[About this exercise]: For the listing below, print exactly the lines from the line with "impl Merger for" to the line with "let args = self.config.command.expand(&vars);", both included, and nothing beyond them.

[Dataset entries]:

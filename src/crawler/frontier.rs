//! Breadth-first crawl frontier
//!
//! This module owns crawl order and dedup:
//! - A FIFO queue of discovered URLs with their relative depth
//! - The state of every URL ever seen (queued, visited or skipped)
//! - Optional queue/visited snapshots written as the crawl progresses
//!
//! The frontier is plain data. The coordinator wraps it in a mutex and is the
//! only writer.

use crate::state::{EntryState, SkipReason};
use crate::url::CanonicalUrl;
use crate::workspace::AppendFile;
use std::collections::{HashMap, VecDeque};

/// A URL waiting in the frontier
#[derive(Debug, Clone, PartialEq, Eq)]
pub struct FrontierEntry {
    /// The canonical URL to fetch
    pub url: CanonicalUrl,

    /// Depth relative to the seed
    pub depth: u32,
}

/// Snapshot files mirroring the frontier
#[derive(Debug)]
pub struct FrontierSnapshots {
    pub queue: AppendFile,
    pub visited: AppendFile,
}

/// BFS queue plus the state of every known URL
#[derive(Debug, Default)]
pub struct Frontier {
    queue: VecDeque<FrontierEntry>,
    states: HashMap<CanonicalUrl, EntryState>,
    snapshots: Option<FrontierSnapshots>,
}

impl Frontier {
    /// Creates an empty frontier without snapshots
    pub fn new() -> Self {
        Self::default()
    }

    /// Creates an empty frontier that mirrors enqueues and visits to files
    pub fn with_snapshots(snapshots: FrontierSnapshots) -> Self {
        Self {
            snapshots: Some(snapshots),
            ..Self::default()
        }
    }

    /// Adds a URL to the tail of the queue
    ///
    /// # Returns
    ///
    /// * `true` - The URL was new and is now queued
    /// * `false` - The URL is already known in some state; nothing changed
    pub fn enqueue(&mut self, url: CanonicalUrl, depth: u32) -> bool {
        if self.states.contains_key(&url) {
            return false;
        }

        if let Some(snapshots) = &self.snapshots {
            snapshots.queue.record(url.as_str());
        }

        tracing::trace!("Enqueued {} at depth {}", url, depth);
        self.states.insert(url.clone(), EntryState::Queued);
        self.queue.push_back(FrontierEntry { url, depth });
        true
    }

    /// Pops the oldest entry that is still queued
    pub fn dequeue_next(&mut self) -> Option<FrontierEntry> {
        while let Some(entry) = self.queue.pop_front() {
            if self.state(&entry.url) == Some(EntryState::Queued) {
                return Some(entry);
            }
        }
        None
    }

    /// Marks a URL as visited
    ///
    /// Must be called before acting on a dequeued URL.
    ///
    /// # Returns
    ///
    /// * `true` - The URL moved to `Visited`
    /// * `false` - The URL was already visited or skipped
    pub fn mark_visited(&mut self, url: &CanonicalUrl) -> bool {
        match self.states.get(url) {
            Some(state) if state.is_terminal() => return false,
            _ => {}
        }

        if let Some(snapshots) = &self.snapshots {
            snapshots.visited.record(url.as_str());
        }

        self.states.insert(url.clone(), EntryState::Visited);
        true
    }

    /// Marks a URL as skipped
    ///
    /// Visited URLs stay visited.
    pub fn mark_skipped(&mut self, url: &CanonicalUrl, reason: SkipReason) {
        if self.state(url) == Some(EntryState::Visited) {
            return;
        }
        tracing::debug!("Skipping {} ({})", url, reason);
        self.states.insert(url.clone(), EntryState::Skipped(reason));
    }

    /// Marks every still-queued entry as skipped and empties the queue
    ///
    /// # Returns
    ///
    /// The number of entries drained
    pub fn drain_skipped(&mut self, reason: SkipReason) -> usize {
        let mut drained = 0;
        while let Some(entry) = self.dequeue_next() {
            self.mark_skipped(&entry.url, reason);
            drained += 1;
        }
        drained
    }

    /// Current state of a URL, if known
    pub fn state(&self, url: &CanonicalUrl) -> Option<EntryState> {
        self.states.get(url).copied()
    }

    /// Returns true if the URL has been seen in any state
    pub fn contains(&self, url: &CanonicalUrl) -> bool {
        self.states.contains_key(url)
    }

    /// Number of entries waiting in the queue
    pub fn queued_len(&self) -> usize {
        self.queue.len()
    }

    /// Returns true if no entry is waiting
    pub fn is_empty(&self) -> bool {
        self.queue.is_empty()
    }

    /// Number of URLs in a skipped state
    pub fn skipped_count(&self) -> usize {
        self.states.values().filter(|s| s.is_skipped()).count()
    }

    /// Number of URLs marked visited
    pub fn visited_count(&self) -> usize {
        self.states
            .values()
            .filter(|s| **s == EntryState::Visited)
            .count()
    }
}
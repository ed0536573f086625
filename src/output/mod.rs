//! Output module: merging rendered pages and reporting the run
//!
//! This module handles:
//! - Ordering rendered documents deterministically
//! - Driving the merge collaborator
//! - Summarizing run results on the console

mod assembler;
mod merge;
pub mod stats;

pub use assembler::{merge_order, Assembler, MergeReport};
pub use merge::{CommandMerger, MergeError, Merger};
pub use stats::{print_result, print_summary, RunMode, RunResult, RunSummary};
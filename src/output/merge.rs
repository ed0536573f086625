//! Document merge collaborator
//!
//! The merge engine is an external program that concatenates rendered
//! documents in the order it is given.

use crate::command::{is_non_empty_file, run_with_timeout, CommandError};
use crate::config::{MergeConfig, TemplateVars};
use async_trait::async_trait;
use std::path::{Path, PathBuf};
use std::time::Duration;
use thiserror::Error;

/// Errors reported by a merger
#[derive(Debug, Error)]
pub enum MergeError {
    #[error(transparent)]
    Command(#[from] CommandError),

    #[error("merged output {0} is missing or empty")]
    EmptyOutput(PathBuf),

    #[error("{0}")]
    Failed(String),
}

/// The document-merge collaborator
#[async_trait]
pub trait Merger: Send + Sync {
    /// Concatenates `inputs` in order into `output`
    ///
    /// Returns whatever diagnostic text the merge engine produced.
    async fn merge(&self, inputs: &[PathBuf], output: &Path) -> Result<String, MergeError>;
}

/// Merger that runs the configured command template
#[derive(Debug, Clone)]
pub struct CommandMerger {
    config: MergeConfig,
}

impl CommandMerger {
    pub fn new(config: MergeConfig) -> Self {
        Self { config }
    }
}

#[async_trait]
impl Merger for CommandMerger {
    async fn merge(&self, inputs: &[PathBuf], output: &Path) -> Result<String, MergeError> {
        let vars = TemplateVars {
            output: Some(output),
            inputs,
            ..Default::default()
        };
        let args = self.config.command.expand(&vars);
        let limit = Duration::from_secs(self.config.timeout_secs);

        let result = run_with_timeout(&self.config.command.program, &args, None, limit).await?;

        if !is_non_empty_file(output).await {
            return Err(MergeError::EmptyOutput(output.to_path_buf()));
        }

        let mut diagnostics = result.stdout;
        diagnostics.push_str(&result.stderr);
        Ok(diagnostics.trim().to_string())
    }
}
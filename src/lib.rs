//! Sitebook: turn a website or a folder of saved pages into one document
//!
//! This crate crawls a site breadth-first from a seed URL (or walks a local
//! directory of HTML files), rewrites in-page links so the saved pages form a
//! navigable offline graph, renders each page through an external renderer and
//! merges the rendered pages in a stable order.

pub mod command;
pub mod config;
pub mod crawler;
pub mod output;
pub mod pipeline;
pub mod render;
pub mod state;
pub mod url;
pub mod workspace;

use std::path::PathBuf;
use thiserror::Error;

/// Main error type for Sitebook operations
///
/// Only fatal conditions live here. Per-page failures (fetch, asset, render)
/// have their own error types and never abort a run on their own.
#[derive(Debug, Error)]
pub enum SiteBookError {
    #[error("Configuration error: {0}")]
    Config(#[from] ConfigError),

    #[error("URL error: {0}")]
    UrlError(#[from] UrlError),

    #[error("URL parse error: {0}")]
    UrlParse(#[from] ::url::ParseError),

    #[error("HTTP client error: {0}")]
    Reqwest(#[from] reqwest::Error),

    #[error("IO error: {0}")]
    Io(#[from] std::io::Error),

    #[error("No input found: {reason}")]
    NoInputFound { reason: String },

    #[error("No page rendered successfully ({failed} failed); see {log}")]
    NoSuccessfulRenders { failed: usize, log: PathBuf },

    #[error("Merge failed: {message}; see {log}")]
    MergeFailed { message: String, log: PathBuf },

    #[error("Workspace error: {0}")]
    Workspace(String),

    #[error("Interrupted; nothing was merged")]
    Interrupted,
}

impl SiteBookError {
    /// Process exit code reported by the command-line front end
    pub fn exit_code(&self) -> u8 {
        match self {
            Self::Config(_) => 3,
            Self::NoInputFound { .. } => 4,
            Self::NoSuccessfulRenders { .. } => 5,
            Self::MergeFailed { .. } => 6,
            Self::Interrupted => 130,
            _ => 1,
        }
    }
}

/// Configuration-specific errors
#[derive(Debug, Error)]
pub enum ConfigError {
    #[error("Failed to read config file: {0}")]
    Io(#[from] std::io::Error),

    #[error("Failed to parse TOML: {0}")]
    Parse(#[from] toml::de::Error),

    #[error("Validation error: {0}")]
    Validation(String),

    #[error("Invalid URL in config: {0}")]
    InvalidUrl(String),

    #[error("Invalid command template: {0}")]
    InvalidTemplate(String),
}

/// URL-specific errors
///
/// Every variant means "this link is not navigable"; callers skip the link.
#[derive(Debug, Clone, PartialEq, Eq, Error)]
pub enum UrlError {
    #[error("Failed to parse URL: {0}")]
    Parse(String),

    #[error("Link is not navigable: {0}")]
    NotNavigable(String),

    #[error("Missing host in URL")]
    MissingHost,
}

/// Result type alias for Sitebook operations
pub type Result<T> = std::result::Result<T, SiteBookError>;

/// Result type alias for configuration operations
pub type ConfigResult<T> = std::result::Result<T, ConfigError>;

/// Result type alias for URL operations
pub type UrlResult<T> = std::result::Result<T, UrlError>;

// Re-export commonly used types
pub use config::Config;
pub use output::RunResult;
pub use pipeline::{run_local, run_web, RunContext};
pub use state::{EntryState, SkipReason};
pub use url::{canonicalize, crawl_depth, to_local_path, CanonicalUrl};
//! External command execution with a wall-clock limit
//!
//! The browser fetcher, the renderer and the merger are all external
//! programs. They share this runner so that every child process is bounded
//! by a timeout and killed when the timeout expires.

use std::path::Path;
use std::process::{ExitStatus, Stdio};
use std::time::Duration;
use thiserror::Error;
use tokio::process::Command;

/// Longest stderr excerpt kept in error records
const STDERR_TAIL: usize = 2000;

/// Ways an external command can fail
#[derive(Debug, Error)]
pub enum CommandError {
    #[error("failed to start {program}: {source}")]
    Spawn {
        program: String,
        #[source]
        source: std::io::Error,
    },

    #[error("{program} timed out after {}s", .limit.as_secs())]
    Timeout { program: String, limit: Duration },

    #[error("{program} exited with {status}: {stderr}")]
    ExitStatus {
        program: String,
        status: ExitStatus,
        stderr: String,
    },
}

/// Captured output of a successful command
#[derive(Debug, Clone, Default)]
pub struct CommandOutput {
    pub stdout: String,
    pub stderr: String,
}

/// Runs `program` with `args` and waits for it for at most `limit`
///
/// The child is spawned with `kill_on_drop`, so abandoning the wait on
/// timeout also kills the process.
pub async fn run_with_timeout(
    program: &str,
    args: &[String],
    working_dir: Option<&Path>,
    limit: Duration,
) -> Result<CommandOutput, CommandError> {
    let mut command = Command::new(program);
    command
        .args(args)
        .stdin(Stdio::null())
        .stdout(Stdio::piped())
        .stderr(Stdio::piped())
        .kill_on_drop(true);

    if let Some(dir) = working_dir {
        command.current_dir(dir);
    }

    tracing::trace!("Running {} {:?}", program, args);

    let child = command.spawn().map_err(|source| CommandError::Spawn {
        program: program.to_string(),
        source,
    })?;

    let output = match tokio::time::timeout(limit, child.wait_with_output()).await {
        Ok(result) => result.map_err(|source| CommandError::Spawn {
            program: program.to_string(),
            source,
        })?,
        Err(_) => {
            return Err(CommandError::Timeout {
                program: program.to_string(),
                limit,
            })
        }
    };

    let stdout = String::from_utf8_lossy(&output.stdout).into_owned();
    let stderr = String::from_utf8_lossy(&output.stderr).into_owned();

    if !output.status.success() {
        return Err(CommandError::ExitStatus {
            program: program.to_string(),
            status: output.status,
            stderr: tail(&stderr, STDERR_TAIL).to_string(),
        });
    }

    Ok(CommandOutput { stdout, stderr })
}

/// Returns true if `path` exists and holds at least one byte
pub async fn is_non_empty_file(path: &Path) -> bool {
    match tokio::fs::metadata(path).await {
        Ok(meta) => meta.is_file() && meta.len() > 0,
        Err(_) => false,
    }
}

/// Last `max` bytes of `text`, cut on a char boundary and trimmed
fn tail(text: &str, max: usize) -> &str {
    let text = text.trim();
    if text.len() <= max {
        return text;
    }
    let mut start = text.len() - max;
    while !text.is_char_boundary(start) {
        start += 1;
    }
    &text[start..]
}

#[cfg(test)]
mod tests {
    use super::*;

    #[test]
    fn test_tail_keeps_short_text() {
        assert_eq!(tail("  boom \n", 100), "boom");
    }

    #[test]
    fn test_tail_cuts_long_text() {
        let text = "a".repeat(50) + "end";
        assert_eq!(tail(&text, 3), "end");
    }

    #[tokio::test]
    async fn test_missing_program_is_spawn_error() {
        let result = run_with_timeout(
            "sitebook-definitely-not-a-program",
            &[],
            None,
            Duration::from_secs(5),
        )
        .await;
        assert!(matches!(result, Err(CommandError::Spawn { .. })));
    }

    #[cfg(unix)]
    #[tokio::test]
    async fn test_nonzero_exit_reports_stderr() {
        let args = vec!["-c".to_string(), "echo broken >&2; exit 3".to_string()];
        let result = run_with_timeout("sh", &args, None, Duration::from_secs(5)).await;
        match result {
            Err(CommandError::ExitStatus { stderr, status, .. }) => {
                assert_eq!(stderr, "broken");
                assert_eq!(status.code(), Some(3));
            }
            other => panic!("unexpected result: {:?}", other),
        }
    }

    #[cfg(unix)]
    #[tokio::test]
    async fn test_timeout_kills_child() {
        let args = vec!["5".to_string()];
        let result = run_with_timeout("sleep", &args, None, Duration::from_millis(100)).await;
        assert!(matches!(result, Err(CommandError::Timeout { .. })));
    }

    #[tokio::test]
    async fn test_is_non_empty_file() {
        let dir = tempfile::tempdir().unwrap();
        let empty = dir.path().join("empty.pdf");
        let full = dir.path().join("full.pdf");
        std::fs::write(&empty, b"").unwrap();
        std::fs::write(&full, b"%PDF").unwrap();

        assert!(!is_non_empty_file(&empty).await);
        assert!(is_non_empty_file(&full).await);
        assert!(!is_non_empty_file(&dir.path().join("missing")).await);
    }
}
use crate::config::types::Config;
use crate::config::validation::validate;
use crate::ConfigError;
use sha2::{Digest, Sha256};
use std::path::Path;

/// Loads and parses a configuration file from the given path
///
/// Sections and fields missing from the file take their defaults.
///
/// # Arguments
///
/// * `path` - Path to the TOML configuration file
///
/// # Returns
///
/// * `Ok(Config)` - Successfully loaded and validated configuration
/// * `Err(ConfigError)` - Failed to load, parse, or validate the configuration
///
/// # Example
///
/// ```no_run
/// use std::path::Path;
/// use sitebook::config::load_config;
///
/// let config = load_config(Path::new("sitebook.toml")).unwrap();
/// println!("Max depth: {}", config.crawler.max_depth);
/// ```
pub fn load_config(path: &Path) -> Result<Config, ConfigError> {
    let content = std::fs::read_to_string(path)?;
    let config = parse_config(&content)?;
    validate(&config)?;
    Ok(config)
}

/// Parses configuration from a TOML string without validating it
pub fn parse_config(content: &str) -> Result<Config, ConfigError> {
    Ok(toml::from_str(content)?)
}

/// Computes a SHA-256 hash of the configuration file content
///
/// The hash is written to the run log so that runs can be matched to the
/// configuration that produced them.
///
/// # Returns
///
/// * `Ok(String)` - Hex-encoded SHA-256 hash of the file content
/// * `Err(ConfigError)` - Failed to read the file
pub fn compute_config_hash(path: &Path) -> Result<String, ConfigError> {
    let content = std::fs::read_to_string(path)?;
    let mut hasher = Sha256::new();
    hasher.update(content.as_bytes());
    let result = hasher.finalize();
    Ok(hex::encode(result))
}

/// Loads a configuration and returns both the config and its hash
pub fn load_config_with_hash(path: &Path) -> Result<(Config, String), ConfigError> {
    let config = load_config(path)?;
    let hash = compute_config_hash(path)?;
    Ok((config, hash))
}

[Output of the exercise]:
impl Merger for CommandMerger {
    async fn merge(&self, inputs: &[PathBuf], output: &Path) -> Result<String, MergeError> {
        let vars = TemplateVars {
            output: Some(output),
            inputs,
            ..Default::default()
        };
        let args = self.config.command.expand(&vars);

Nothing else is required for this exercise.